Write out the lines starting at the one that holds "let best_general = first_seen_max(tally.iter().filter(|e|" and ending with the final line of the data, exactly and with no others.

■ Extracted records

- - - - -

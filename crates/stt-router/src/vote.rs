use tracing::info;

/// One language's running vote count. Entries keep first-seen order because
/// ties within a partition break by insertion order.
#[derive(Debug, Clone)]
pub struct TallyEntry {
    pub language: String,
    pub is_regional: bool,
    pub votes: u32,
}

/// Per-session routing state.
///
/// A session starts in `Detecting` and transitions to `Locked` exactly once,
/// when the vote count reaches the quorum. `Locked` carries no tally, so
/// voting after lock is unrepresentable.
#[derive(Debug, Clone)]
pub enum RoutingState {
    Detecting {
        tally: Vec<TallyEntry>,
        detections: usize,
    },
    Locked {
        language: String,
        use_regional: bool,
    },
}

impl RoutingState {
    pub fn new() -> Self {
        Self::Detecting {
            tally: Vec::new(),
            detections: 0,
        }
    }

    /// Creates a state locked from the start (fixed-language override mode).
    pub fn locked(language: String, use_regional: bool) -> Self {
        Self::Locked {
            language,
            use_regional,
        }
    }

    pub fn is_locked(&self) -> bool {
        matches!(self, Self::Locked { .. })
    }

    pub fn locked_language(&self) -> Option<&str> {
        match self {
            Self::Locked { language, .. } => Some(language),
            Self::Detecting { .. } => None,
        }
    }

    pub fn uses_regional_backend(&self) -> bool {
        matches!(
            self,
            Self::Locked {
                use_regional: true,
                ..
            }
        )
    }

    /// Records one detection vote. If this vote brings the count to the
    /// quorum, resolves the majority and transitions to `Locked`.
    ///
    /// A vote against an already locked state is a no-op: the lock is
    /// permanent for the session's lifetime.
    pub fn record_vote(&mut self, language: &str, is_regional: bool, quorum: usize) {
        let Self::Detecting { tally, detections } = self else {
            return;
        };

        match tally.iter_mut().find(|e| e.language == language) {
            Some(entry) => entry.votes += 1,
            None => tally.push(TallyEntry {
                language: language.to_string(),
                is_regional,
                votes: 1,
            }),
        }
        *detections += 1;

        if *detections >= quorum {
            let (language, use_regional) = resolve_majority(tally);
            info!(
                language = %language,
                use_regional,
                detections = *detections,
                "Language locked by majority vote"
            );
            *self = Self::Locked {
                language,
                use_regional,
            };
        }
    }
}

impl Default for RoutingState {
    fn default() -> Self {
        Self::new()
    }
}

/// Resolves the majority vote, preferring regional languages on ties.
///
/// The regional partition wins whenever its best count is >= the general
/// partition's best count; ties within a partition break by first-seen
/// order, which the tally vector already encodes.
fn resolve_majority(tally: &[TallyEntry]) -> (String, bool) {
    let best_regional = first_seen_max(tally.iter().filter(|e| e.is_regional));
    let best_general = first_seen_max(tally.iter().filter(|e| !e.is_regional));

    let max_regional = best_regional.map(|e| e.votes).unwrap_or(0);
    let max_general = best_general.map(|e| e.votes).unwrap_or(0);

    if let Some(entry) = best_regional {
        if max_regional >= max_general {
            return (entry.language.clone(), true);
        }
    }
    if let Some(entry) = best_general {
        return (entry.language.clone(), false);
    }

    // Should not happen once quorum is reached, but handle an empty-partition
    // tally by taking the overall most-voted entry.
    match first_seen_max(tally.iter()) {
        Some(entry) => (entry.language.clone(), entry.is_regional),
        None => (String::new(), false),
    }
}

/// Highest-vote entry; on equal counts the earlier (first-seen) entry wins.
///
/// `Iterator::max_by_key` keeps the last of equal elements, which would
/// invert the tie-break, so scan with a strictly-greater comparison instead.
fn first_seen_max<'a>(entries: impl Iterator<Item = &'a TallyEntry>) -> Option<&'a TallyEntry> {
    let mut best: Option<&TallyEntry> = None;
    for entry in entries {
        if best.is_none_or(|b| entry.votes > b.votes) {
            best = Some(entry);
        }
    }
    best
}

- - - - -

■ Exercise output
    let best_general = first_seen_max(tally.iter().filter(|e| !e.is_regional));

    let max_regional = best_regional.map(|e| e.votes).unwrap_or(0);
    let max_general = best_general.map(|e| e.votes).unwrap_or(0);

    if let Some(entry) = best_regional {
        if max_regional >= max_general {
            return (entry.language.clone(), true);
        }
    }
    if let Some(entry) = best_general {
        return (entry.language.clone(), false);
    }

    // Should not happen once quorum is reached, but handle an empty-partition
    // tally by taking the overall most-voted entry.
    match first_seen_max(tally.iter()) {
        Some(entry) => (entry.language.clone(), entry.is_regional),
        None => (String::new(), false),
    }
}

/// Highest-vote entry; on equal counts the earlier (first-seen) entry wins.
///
/// `Iterator::max_by_key` keeps the last of equal elements, which would
/// invert the tie-break, so scan with a strictly-greater comparison instead.
fn first_seen_max<'a>(entries: impl Iterator<Item = &'a TallyEntry>) -> Option<&'a TallyEntry> {
    let mut best: Option<&TallyEntry> = None;
    for entry in entries {
        if best.is_none_or(|b| entry.votes > b.votes) {
            best = Some(entry);
        }
    }
    best
}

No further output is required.